The numbers from a new Center for Immigration Studies analysis of fresh census data show the number of U.S. residents who were born in those countries grew the most in recent years. Those growing populations of legal and illegal immigrants are not insubstantial pieces of a foreign-born population that now consists of 42.4 million people — the largest number ever recorded.

The number of people born in Saudi Arabia who are now living in the country grew a whopping 93 percent from 2010 to 2014, CIS found, nearly doubling in size from 43,000 residents to 87,000 residents. By comparison, the growth rate of the Polish immigrant population fell by 11 percent over that same period and the growth rate of the Mexican immigrant population flatlined.

Following Saudi Arabia are the foreign-born populations of Bangladesh, which grew by 37 percent, and Iraq, which grew by 36 percent over that same time period. Of the 217,000 Iraqi-born people living in the country, a whopping 160,000 of them arrived sometime between 2010 and 2014.

The Egyptian foreign-born population went up 25 percent in that time, followed closely by that of Pakistan, which grew by 24 percent. India and Ethiopia’s populations also grew by 24 percent.

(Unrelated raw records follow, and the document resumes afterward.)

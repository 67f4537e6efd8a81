//! # tools_core - FreeToolsHub Calculation Engine
//!
//! `tools_core` is the computational heart of FreeToolsHub, providing the
//! formula layer behind every calculator page with a clean, JSON-first API.
//! Each calculator is a pure function over validated inputs; the browser
//! markup, routing, and SEO live elsewhere.
//!
//! ## Design Philosophy
//!
//! - **Stateless**: Pure functions that take input and return results
//! - **JSON-First**: All types implement Serialize/Deserialize
//! - **Rich Errors**: Structured error types, not just strings
//! - **Typed Boundaries**: Form strings are parsed and validated before
//!   any formula runs; invalid input is a typed error, never a silent zero
//!
//! ## Quick Start
//!
//! ```rust
//! use tools_core::calculations::power::{PowerInput, Phase, calculate};
//!
//! let input = PowerInput {
//!     label: "Panel feed".to_string(),
//!     phase: Phase::Three,
//!     voltage_v: 480.0,
//!     current_a: 10.0,
//!     power_factor: 0.85,
//! };
//!
//! let result = calculate(&input).unwrap();
//! println!("{}", serde_json::to_string_pretty(&result).unwrap());
//! ```
//!
//! ## Modules
//!
//! - [`calculations`] - All calculator types (mortgage, power, sizing, etc.)
//! - [`tables`] - Static reference tables (span tables, tank sizes)
//! - [`form`] - String-to-typed-value boundary parsing
//! - [`display`] - Result formatting and labeled summary rows
//! - [`units`] - Type-safe unit wrappers
//! - [`errors`] - Structured error types
//! - [`worksheet`] - In-memory container for a set of calculator inputs

pub mod calculations;
pub mod display;
pub mod errors;
pub mod form;
pub mod tables;
pub mod units;
pub mod worksheet;

// Re-export commonly used types at crate root for convenience
pub use calculations::{CalculationItem, CalculationOutcome};
pub use errors::{CalcError, CalcResult};
pub use worksheet::Worksheet;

Citizenship rates among these particular foreign-born populations vary widely. The vast majority of the foreign-born population from Saudi Arabia are not U.S. citizens, while more than 60 percent of those born in Pakistan and Egypt are citizens. Of those born in Bangladesh it’s about 50/50.

The total foreign-born population and their children accounted for 87 percent of the total growth of the U.S. population from 2010 to 2014, CIS found, adding 8.3 million new people to the country. The dramatic growth of the population, excluding their children, is illustrated in the CIS chart below.

The people living in the country who were born elsewhere are now 13.3 percent of the total population, the largest share in about 100 years. Nearly one in five U.S. residents will be an immigrant by 2060, largely due to legal immigration rather than illegal immigration, and by 2023 the foreign-born population is projected to exceed 51 million.